Still, every road that leads to Philadelphia has a lane that heads in the other direction. Some of those new hires are replacing executives who wind up finding gainful employment in places where hoagies have a different name.
Three executives from the region’s life-sciences sector recently landed at other companies with unfamiliar zip codes.
Kevin K. Gordon, who resigned as chief financial officer at Teleflex Inc. , a medical-device-maker based in Limerick, in January, was named chief financial officer at Quintiles Transnational Corp., a multibillion-dollar contract-research organization based in Durham, N.C., that is owned by private-equity firms.
John E. Osborn, who stepped down as executive vice president and general counsel of Cephalon Inc. of Frazer in March 2008, was hired for the same jobs at US Oncology Inc., a health network focused on cancer care and based in The Woodlands, Texas. It reported a net loss of $51.6 million on $3.5 billion in revenue in 2009.
Osborn had joined Cephalon in March 1997, when the company was still a research-stage firm. Over the years, he played a key role in resolving government investigations into product quality and sales-promotion practices at Cephalon.
Colin W. Stewart, the former president and chief executive officer of CollaGenex Pharmaceuticals Inc. from late 2003 until its sale in 2008, was named president and CEO of Amarin Corp. P.L.C., a biopharmaceutical firm focused on cardiovascular disease with operatons in Dublin, Ireland, and Mystic, Conn.
CollaGenex, a Newtown, Bucks County-based developer of skin-care treatments, was bought by Galderma Laboratories L.P., of Fort Worth, Texas, for about $420 million.
It has no venture capital or institutional investors, according to chief operating officer H. Lee Warren Jr.

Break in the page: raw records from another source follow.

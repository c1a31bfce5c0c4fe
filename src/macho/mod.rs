//! Mach-O parsing: constants, on-disk structures, and slice views.

pub mod constants;
pub mod structs;
pub mod view;

pub use constants::*;
pub use structs::*;
pub use view::{classify, CommandRef, LoadCommands, Magic, SliceHeader, SliceView};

The Louisville, Ky.-based US WorldMeds is the seventh start-up company for its CEO, P. Breckinridge Jones, who told the Courier-Journal newspaper in 2006 that he intended to build a big company that would keep its headquarters in Louisville. US WorldMeds has 120 shareholders - all friends and family, Warren said, and 90 percent are from the Louisville area.
A 19-year veteran of GlaxoSmithKline P.L.C. (based in Durham, N.C.), Warren declined to disclose the key financials of US WorldMeds.
Warren had been in Malvern this week assessing the operations of Solstice Neurosciences, the maker of a drug called Myobloc. Most of Solstice’s 58 employees work at its production operations in California.
The Malvern offices will be wound down over the next 90 days as corporate functions are transferred to Louisville.